Where the data below has the string "class", return the whole line.

Records from a data collection ->
------------------------------------
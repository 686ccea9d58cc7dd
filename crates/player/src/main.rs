//! Flamescore Player - composition root binary.

use anyhow::Context;

#[cfg(not(target_arch = "wasm32"))]
use tracing_subscriber::{layer::SubscriberExt, util::SubscriberInitExt};

use flamescore_player::runner::{self, config::RunnerConfig, RunnerDeps};
use flamescore_player::EditorSession;

fn main() -> anyhow::Result<()> {
    #[cfg(not(target_arch = "wasm32"))]
    tracing_subscriber::registry()
        .with(
            tracing_subscriber::EnvFilter::try_from_default_env()
                .unwrap_or_else(|_| "flamescore_player=debug,dioxus=info".into()),
        )
        .with(tracing_subscriber::fmt::layer())
        .init();

    #[cfg(target_arch = "wasm32")]
    {
        console_error_panic_hook::set_once();
        tracing_wasm::set_as_global_default();
    }

    tracing::info!("Starting Flamescore Player");

    let config = RunnerConfig::from_env()
        .map_err(anyhow::Error::msg)
        .context("Invalid player configuration")?;

    let storage = flamescore_player::infrastructure::create_storage(&config).inspect_err(|e| {
        tracing::error!("Cannot open editor storage: {:#}", e);
    })?;

    // A stored state we cannot read is fatal; overwriting it would lose data.
    let session = EditorSession::load(storage).inspect_err(|e| {
        tracing::error!("Cannot start with the stored editor state: {}", e);
    })?;

    runner::run(RunnerDeps { session });
    Ok(())
}
//! Character picker - roster selection, add/delete, and the name field

use dioxus::prelude::*;
use flamescore_domain::EditorAction;

use super::BufferInput;
use crate::presentation::labels::{
    character_label, ADD_BUTTON, DELETE_BUTTON, NAME_PLACEHOLDER,
};
use crate::presentation::state::use_editor_store;

#[component]
pub fn CharacterPicker() -> Element {
    let mut store = use_editor_store();
    let state = store.snapshot();
    let selected = state.index();
    let name = state.current().name().to_string();

    rsx! {
        div {
            class: "toolbar",

            select {
                onchange: move |e: FormEvent| {
                    let raw = e.value();
                    match raw.parse::<usize>() {
                        Ok(index) => store.switch_character(index),
                        Err(err) => tracing::warn!("Ignoring character selection {:?}: {}", raw, err),
                    }
                },
                for (index, character) in state.characters().iter().enumerate() {
                    option {
                        key: "{index}",
                        value: "{index}",
                        selected: index == selected,
                        {character_label(index, character.name())}
                    }
                }
            }

            button {
                class: "add",
                onclick: move |_| store.dispatch(EditorAction::AddCharacter),
                "{ADD_BUTTON}"
            }
            button {
                class: "delete",
                onclick: move |_| store.dispatch(EditorAction::DeleteCharacter),
                "{DELETE_BUTTON}"
            }
        }

        div {
            BufferInput {
                class: "name",
                placeholder: NAME_PLACEHOLDER.to_string(),
                value: name,
                on_commit: move |value: String| store.dispatch(EditorAction::SetName { value }),
            }
        }
    }
}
------------------------------------
Exercise answer ->
            class: "toolbar",
                class: "add",
                class: "delete",
                class: "name",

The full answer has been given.